-------- Dataset records --------

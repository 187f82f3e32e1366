use std::io;

use thiserror::Error;

use crate::{simulation::RoundPhase, Action};

/// Errors raised by the round engine.
#[derive(Debug, Error)]
pub enum RoundError {
    #[error("{action} is only allowed in {expected} phase, the round is {actual}")]
    WrongPhase {
        action: &'static str,
        expected: RoundPhase,
        actual: RoundPhase,
    },
    #[error("{0} is not allowed in the current state")]
    NotAllowed(Action),
    #[error("hand cannot be split")]
    NotSplittable,
    #[error("shoe exhausted, penetration must be below 1.0")]
    ShoeExhausted,
    #[error("round is not complete")]
    NotComplete,
}

#[derive(Debug, Error)]
pub enum RuleError {
    #[error("a shoe needs at least one deck")]
    NoDecks,
    #[error("penetration must be in (0, 1), got {0}")]
    Penetration(f64),
}

#[derive(Debug, Error)]
pub enum AgentError {
    #[error("invalid hyperparameters: {0}")]
    InvalidHyperparameters(String),
    #[error("no valid actions")]
    NoValidActions,
}

/// Failures reading or writing Q-tables and agent checkpoints.
#[derive(Debug, Error)]
pub enum PersistError {
    #[error("io error: {0}")]
    Io(#[from] io::Error),
    #[error("unsupported q-table version {0}")]
    UnsupportedVersion(u32),
    #[error("corrupt file: {0}")]
    Corrupt(String),
}

#[derive(Debug, Error)]
pub enum TrainingError {
    #[error(transparent)]
    Round(#[from] RoundError),
    #[error(transparent)]
    Agent(#[from] AgentError),
    #[error(transparent)]
    Rule(#[from] RuleError),
    #[error(transparent)]
    Persist(#[from] PersistError),
    #[error("io error: {0}")]
    Io(#[from] io::Error),
}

--------

Exercise aim
Every entry above should be written out again, precisely.

Exercise result
repository 187f82f3e32e1366
use std::io;

use thiserror::Error;

use crate::{simulation::RoundPhase, Action};

/// Errors raised by the round engine.
#[derive(Debug, Error)]
pub enum RoundError {
    #[error("{action} is only allowed in {expected} phase, the round is {actual}")]
    WrongPhase {
        action: &'static str,
        expected: RoundPhase,
        actual: RoundPhase,
    },
    #[error("{0} is not allowed in the current state")]
    NotAllowed(Action),
    #[error("hand cannot be split")]
    NotSplittable,
    #[error("shoe exhausted, penetration must be below 1.0")]
    ShoeExhausted,
    #[error("round is not complete")]
    NotComplete,
}

#[derive(Debug, Error)]
pub enum RuleError {
    #[error("a shoe needs at least one deck")]
    NoDecks,
    #[error("penetration must be in (0, 1), got {0}")]
    Penetration(f64),
}

#[derive(Debug, Error)]
pub enum AgentError {
    #[error("invalid hyperparameters: {0}")]
    InvalidHyperparameters(String),
    #[error("no valid actions")]
    NoValidActions,
}

/// Failures reading or writing Q-tables and agent checkpoints.
#[derive(Debug, Error)]
pub enum PersistError {
    #[error("io error: {0}")]
    Io(#[from] io::Error),
    #[error("unsupported q-table version {0}")]
    UnsupportedVersion(u32),
    #[error("corrupt file: {0}")]
    Corrupt(String),
}

#[derive(Debug, Error)]
pub enum TrainingError {
    #[error(transparent)]
    Round(#[from] RoundError),
    #[error(transparent)]
    Agent(#[from] AgentError),
    #[error(transparent)]
    Rule(#[from] RuleError),
    #[error(transparent)]
    Persist(#[from] PersistError),
    #[error("io error: {0}")]
    Io(#[from] io::Error),
}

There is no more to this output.